Music and words as equals

A man with short hair and glasses, wearing a dark suit and leaning against a piano
Igor Stravinsky used chorus and orchestra in his Symphony of Psalms "on an equal footing".

Stravinsky said about the texts of his Symphony of Psalms that "it is not a symphony in which I have included Psalms to be sung. On the contrary, it is the singing of the Psalms that I am symphonizing".[40] This decision was as much musical as it was textual. Stravinsky's counterpoint required several musical voices to function simultaneously, independent melodically and rhythmically, yet interdependent harmonically. They would sound very different when heard separately, yet harmonious when heard together.[40][41] To facilitate maximum clarity in this interplay of voices, Stravinsky used "a choral and instrumental ensemble in which the two elements should be on an equal footing, neither of them outweighing the other".[42]

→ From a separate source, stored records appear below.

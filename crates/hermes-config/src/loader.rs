//! Configuration loader with layered approach.
//!
//! This module provides the [`ConfigLoader`] for loading configuration from
//! multiple sources: defaults, files, and environment variables.

use std::collections::HashMap;
use std::env;
use std::fs;
use std::path::Path;

use serde_json::Value;

use crate::{ConfigError, HermesConfig, LogFormat};

/// Configuration loader with layered approach.
///
/// Later layers override earlier ones:
/// 1. Default values
/// 2. Configuration file or string (TOML or JSON)
/// 3. Environment variables
///
/// # Example
///
/// ```no_run
/// use hermes_config::ConfigLoader;
///
/// # fn main() -> Result<(), hermes_config::ConfigError> {
/// let config = ConfigLoader::new()
///     .with_optional_file("hermes.toml")?
///     .with_env_prefix("HERMES")
///     .load()?;
/// # Ok(())
/// # }
/// ```
#[derive(Debug)]
pub struct ConfigLoader {
    config: HermesConfig,
    env_prefix: Option<String>,
}

impl Default for ConfigLoader {
    fn default() -> Self {
        Self::new()
    }
}

impl ConfigLoader {
    /// Create a new configuration loader seeded with defaults.
    #[must_use]
    pub fn new() -> Self {
        Self {
            config: HermesConfig::default(),
            env_prefix: None,
        }
    }

    /// Start with the development preset.
    ///
    /// # Example
    ///
    /// ```
    /// use hermes_config::ConfigLoader;
    ///
    /// let config = ConfigLoader::new()
    ///     .with_development()
    ///     .load()
    ///     .unwrap();
    ///
    /// assert_eq!(config.logging.level, "debug");
    /// ```
    #[must_use]
    pub fn with_development(mut self) -> Self {
        self.config = HermesConfig::development();
        self
    }

    /// Load configuration from a file.
    ///
    /// The format is picked from the extension (`.toml` or `.json`).
    ///
    /// # Errors
    ///
    /// Returns `ConfigError` if the file does not exist, cannot be read,
    /// or contains invalid or unknown fields.
    pub fn with_file<P: AsRef<Path>>(mut self, path: P) -> Result<Self, ConfigError> {
        let path = path.as_ref();

        if !path.exists() {
            return Err(ConfigError::file_not_found(path));
        }

        let content = fs::read_to_string(path).map_err(|e| ConfigError::read_error(path, e))?;

        let layer = Self::parse_file(&content, path)?;
        self.merge_layer(layer)?;
        Ok(self)
    }

    /// Load configuration from a file if it exists.
    pub fn with_optional_file<P: AsRef<Path>>(self, path: P) -> Result<Self, ConfigError> {
        if path.as_ref().exists() {
            self.with_file(path)
        } else {
            Ok(self)
        }
    }

    /// Load configuration from a string in the given format (`toml` or `json`).
    ///
    /// Only the keys present in `content` are overridden.
    ///
    /// # Example
    ///
    /// ```
    /// use hermes_config::ConfigLoader;
    ///
    /// let toml = r#"
    ///     [client]
    ///     base_url = "http://127.0.0.1:3333"
    /// "#;
    ///
    /// let config = ConfigLoader::new()
    ///     .with_string(toml, "toml")
    ///     .unwrap()
    ///     .load()
    ///     .unwrap();
    ///
    /// assert_eq!(config.client.base_url.as_deref(), Some("http://127.0.0.1:3333"));
    /// ```
    pub fn with_string(mut self, content: &str, format: &str) -> Result<Self, ConfigError> {
        let layer = match format.to_lowercase().as_str() {
            "toml" => parse_toml(content)?,
            "json" => serde_json::from_str(content)?,
            _ => {
                return Err(ConfigError::validation_error(format!(
                    "unsupported configuration format: {format}"
                )))
            }
        };
        self.merge_layer(layer)?;
        Ok(self)
    }

    /// Set environment variable prefix for overrides.
    ///
    /// Variables use the format `PREFIX__SECTION__KEY`, e.g.
    /// `HERMES__CLIENT__BASE_URL=http://localhost:3333`.
    #[must_use]
    pub fn with_env_prefix(mut self, prefix: &str) -> Self {
        self.env_prefix = Some(prefix.to_uppercase());
        self
    }

    /// Apply environment overrides, validate, and return the configuration.
    ///
    /// Only variables starting with `PREFIX__` are read; others such as
    /// `PREFIX_HOME` are ignored.
    pub fn load(mut self) -> Result<HermesConfig, ConfigError> {
        if let Some(prefix) = self.env_prefix.take() {
            self.apply_env_vars(&prefix, env::vars())?;
        }

        self.config.validate()?;
        Ok(self.config)
    }

    /// Return the configuration without env overrides or validation.
    #[must_use]
    pub fn load_unvalidated(self) -> HermesConfig {
        self.config
    }

    fn parse_file(content: &str, path: &Path) -> Result<Value, ConfigError> {
        let extension = path
            .extension()
            .and_then(|e| e.to_str())
            .map(str::to_lowercase);

        match extension.as_deref() {
            Some("toml") => parse_toml(content),
            Some("json") => Ok(serde_json::from_str(content)?),
            _ => Err(ConfigError::validation_error(format!(
                "unsupported configuration file format: {}",
                path.display()
            ))),
        }
    }

    // Overlays `layer` on the current config. Tables merge key by key and
    // every other value replaces what was there.
    fn merge_layer(&mut self, layer: Value) -> Result<(), ConfigError> {
        let mut merged = serde_json::to_value(&self.config)?;
        merge_values(&mut merged, layer);
        self.config = serde_json::from_value(merged)?;
        Ok(())
    }

    fn apply_env_vars<I>(&mut self, prefix: &str, vars: I) -> Result<(), ConfigError>
    where
        I: IntoIterator<Item = (String, String)>,
    {
        let marker = format!("{prefix}__");
        let vars: HashMap<String, String> = vars
            .into_iter()
            .filter(|(k, _)| k.starts_with(&marker))
            .collect();
        tracing::debug!(prefix = %prefix, count = vars.len(), "applying environment overrides");

        for (key, value) in vars {
            self.apply_env_var(&key, &value, prefix)?;
        }
        Ok(())
    }

    fn apply_env_var(&mut self, key: &str, value: &str, prefix: &str) -> Result<(), ConfigError> {
        let key_without_prefix = key
            .strip_prefix(prefix)
            .and_then(|k| k.strip_prefix("__"))
            .ok_or_else(|| ConfigError::env_parse_error(key, "invalid key format"))?;

        let parts: Vec<&str> = key_without_prefix.split("__").collect();

        match parts.as_slice() {
            ["CLIENT", "BASE_URL"] => {
                self.config.client.base_url = non_empty(value);
            }
            ["CLIENT", "DUMP_REQUESTS"] => {
                self.config.client.dump_requests = parse_bool(value)
                    .ok_or_else(|| ConfigError::env_parse_error(key, "expected boolean"))?;
            }
            ["CLIENT", "USER_AGENT"] => {
                self.config.client.user_agent = non_empty(value);
            }
            ["CLIENT", "USE_ENV_PROXY"] => {
                self.config.client.use_env_proxy = parse_bool(value)
                    .ok_or_else(|| ConfigError::env_parse_error(key, "expected boolean"))?;
            }
            // HERMES__CLIENT__DEFAULT_HEADERS__X_API_KEY=secret -> x-api-key: secret
            ["CLIENT", "DEFAULT_HEADERS", name] => {
                let name = name.to_lowercase().replace('_', "-");
                self.config
                    .client
                    .default_headers
                    .insert(name, value.to_string());
            }

            ["LOGGING", "ENABLED"] => {
                self.config.logging.enabled = parse_bool(value)
                    .ok_or_else(|| ConfigError::env_parse_error(key, "expected boolean"))?;
            }
            ["LOGGING", "LEVEL"] => {
                self.config.logging.level = value.to_string();
            }
            ["LOGGING", "FORMAT"] => {
                self.config.logging.format = match value.to_lowercase().as_str() {
                    "json" => LogFormat::Json,
                    "pretty" => LogFormat::Pretty,
                    _ => {
                        return Err(ConfigError::env_parse_error(
                            key,
                            "expected 'json' or 'pretty'",
                        ))
                    }
                };
            }
            ["LOGGING", "ANSI_ENABLED"] => {
                self.config.logging.ansi_enabled = parse_bool(value)
                    .ok_or_else(|| ConfigError::env_parse_error(key, "expected boolean"))?;
            }

            _ => {}
        }

        Ok(())
    }
}

fn parse_toml(content: &str) -> Result<Value, ConfigError> {
    let table: toml::Table = toml::from_str(content)?;
    Ok(serde_json::to_value(table)?)
}

fn merge_values(base: &mut Value, layer: Value) {
    match (base, layer) {
        (Value::Object(base), Value::Object(layer)) => {
            for (key, value) in layer {
                match base.get_mut(&key) {
                    Some(existing) => merge_values(existing, value),
                    None => {
                        base.insert(key, value);
                    }
                }
            }
        }
        (base, layer) => *base = layer,
    }
}

fn non_empty(value: &str) -> Option<String> {
    if value.is_empty() {
        None
    } else {
        Some(value.to_string())
    }
}

/// Parse a boolean from a string.
fn parse_bool(s: &str) -> Option<bool> {
    match s.to_lowercase().as_str() {
        "true" | "1" | "yes" | "on" => Some(true),
        "false" | "0" | "no" | "off" => Some(false),
        _ => None,
    }
}
//! Deterministic tar packing of a local source tree.
//!
//! Traversal is lexical within each directory, so identical source trees
//! produce byte-identical tar streams across invocations. The chunker's
//! delta detection depends on that stability.

use std::fs::File;
use std::io::Write;
use std::path::Path;

use regex::Regex;
use tar::{Builder, EntryType, Header, HeaderMode};
use walkdir::WalkDir;

use crate::error::{io_err, SyncError};

/// Walk `src` and write a tar archive to `writer`.
///
/// A directory source is stored relative to itself (no `.` entry); a file
/// source is stored under its basename. `exclude` is matched against the
/// relative path: a matching directory prunes its whole subtree, a matching
/// file is omitted. Non-regular entries get a header but no body. Writer
/// errors propagate, so a downstream pipe closure fails the walk fast.
pub fn make_tar<W: Write>(
    src: &Path,
    writer: W,
    exclude: Option<&Regex>,
) -> Result<(), SyncError> {
    let meta = std::fs::metadata(src).map_err(|e| io_err(src, e))?;

    let mut builder = Builder::new(writer);
    builder.follow_symlinks(false);

    if meta.is_dir() {
        pack_tree(&mut builder, src, exclude)?;
    } else {
        let name = src
            .file_name()
            .ok_or_else(|| io_err(src, std::io::Error::other("source has no file name")))?;
        append_file(&mut builder, src, Path::new(name), &meta)?;
    }

    let mut inner = builder.into_inner().map_err(|e| io_err(src, e))?;
    inner.flush().map_err(|e| io_err(src, e))?;
    Ok(())
}

fn pack_tree<W: Write>(
    builder: &mut Builder<W>,
    root: &Path,
    exclude: Option<&Regex>,
) -> Result<(), SyncError> {
    let mut walker = WalkDir::new(root)
        .follow_links(false)
        .sort_by_file_name()
        .into_iter();

    while let Some(entry) = walker.next() {
        let entry = entry?;
        let Ok(rel) = entry.path().strip_prefix(root) else {
            continue;
        };
        // The walk starts with the root itself; skip it so extraction does
        // not touch the destination root's own entry.
        if rel.as_os_str().is_empty() {
            continue;
        }

        let rel_str = rel.to_string_lossy();
        if let Some(pattern) = exclude {
            if pattern.is_match(&rel_str) {
                if entry.file_type().is_dir() {
                    walker.skip_current_dir();
                }
                continue;
            }
        }

        let meta = entry.metadata()?;
        let file_type = entry.file_type();
        if file_type.is_dir() {
            let mut header = Header::new_gnu();
            header.set_metadata_in_mode(&meta, HeaderMode::Complete);
            header.set_entry_type(EntryType::Directory);
            builder
                .append_data(&mut header, rel, std::io::empty())
                .map_err(|e| io_err(entry.path(), e))?;
        } else if file_type.is_file() {
            append_file(builder, entry.path(), rel, &meta)?;
        } else if file_type.is_symlink() {
            let target = std::fs::read_link(entry.path()).map_err(|e| io_err(entry.path(), e))?;
            let mut header = Header::new_gnu();
            header.set_metadata_in_mode(&meta, HeaderMode::Complete);
            header.set_size(0);
            builder
                .append_link(&mut header, rel, &target)
                .map_err(|e| io_err(entry.path(), e))?;
        } else {
            // Sockets, fifos, devices: header only, no body.
            let mut header = Header::new_gnu();
            header.set_metadata_in_mode(&meta, HeaderMode::Complete);
            header.set_size(0);
            builder
                .append_data(&mut header, rel, std::io::empty())
                .map_err(|e| io_err(entry.path(), e))?;
        }
    }

    Ok(())
}

fn append_file<W: Write>(
    builder: &mut Builder<W>,
    path: &Path,
    name: &Path,
    meta: &std::fs::Metadata,
) -> Result<(), SyncError> {
    let mut header = Header::new_gnu();
    // Complete mode keeps the local mode bits, so executables stay
    // executable on extraction.
    header.set_metadata_in_mode(meta, HeaderMode::Complete);
    let file = File::open(path).map_err(|e| io_err(path, e))?;
    builder
        .append_data(&mut header, name, file)
        .map_err(|e| io_err(path, e))?;
    Ok(())
}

Mahler's intent in writing his Eighth Symphony for exceptionally large forces was a similar balance between vocal and instrumental forces. It was not simply an attempt at grandiose effect,[30] though the composer's use of such forces earned the work the subtitle "Symphony of a Thousand" from his press agent (a name still applied to the symphony).[43] Like Stravinsky, Mahler makes extensive and extended use of counterpoint, especially in the first part, "Veni Creator Spiritus". Throughout this section, according to music writer Michael Kennedy, Mahler displays considerable mastery in manipulating multiple independent melodic voices.[44] Musicologist Deryck Cooke adds that Mahler handles his huge forces "with extraordinary clarity".[45]

Vaughan Williams also insisted on a balance between words and music in A Sea Symphony, writing in his program note for the work, "It is also noticeable that the orchestra has an equal share with the chorus and soloists in carrying out the musical ideas".[33] Music critic Samuel Langford, writing about the premiere of the work for The Manchester Guardian, concurred with the composer, writing, "It is the nearest approach we have to a real choral symphony, one in which the voices are used throughout just as freely as the orchestra."[46]

In his Leaves of Grass: A Choral Symphony, Robert Strassburg composed a symphonic "musical setting" in ten movements for the poetry of Walt Whitman while balancing the contributions of a narrator, a chorus and an orchestra.[4]

Words determining symphonic form

A man with dark hair and moustache, wearing a uniform, posted over a military parade
Yevtushenko's poems about the terror under Stalin (pictured) and other Soviet abuses inspired Shostakovich to write his Thirteenth Symphony

Rachmaninoff's choral symphony The Bells reflected the four-part progression from youth to marriage, maturity, and death in Poe's poem.[15] Britten reversed the pattern for his Spring Symphony—the four sections of the symphony represent, in its composer's words, "the progress of Winter to Spring and the reawakening of the earth and life which that means.... It is in the traditional four movement shape of a symphony, but with the movements divided into shorter sections bound together by a similar mood or point of view."[14]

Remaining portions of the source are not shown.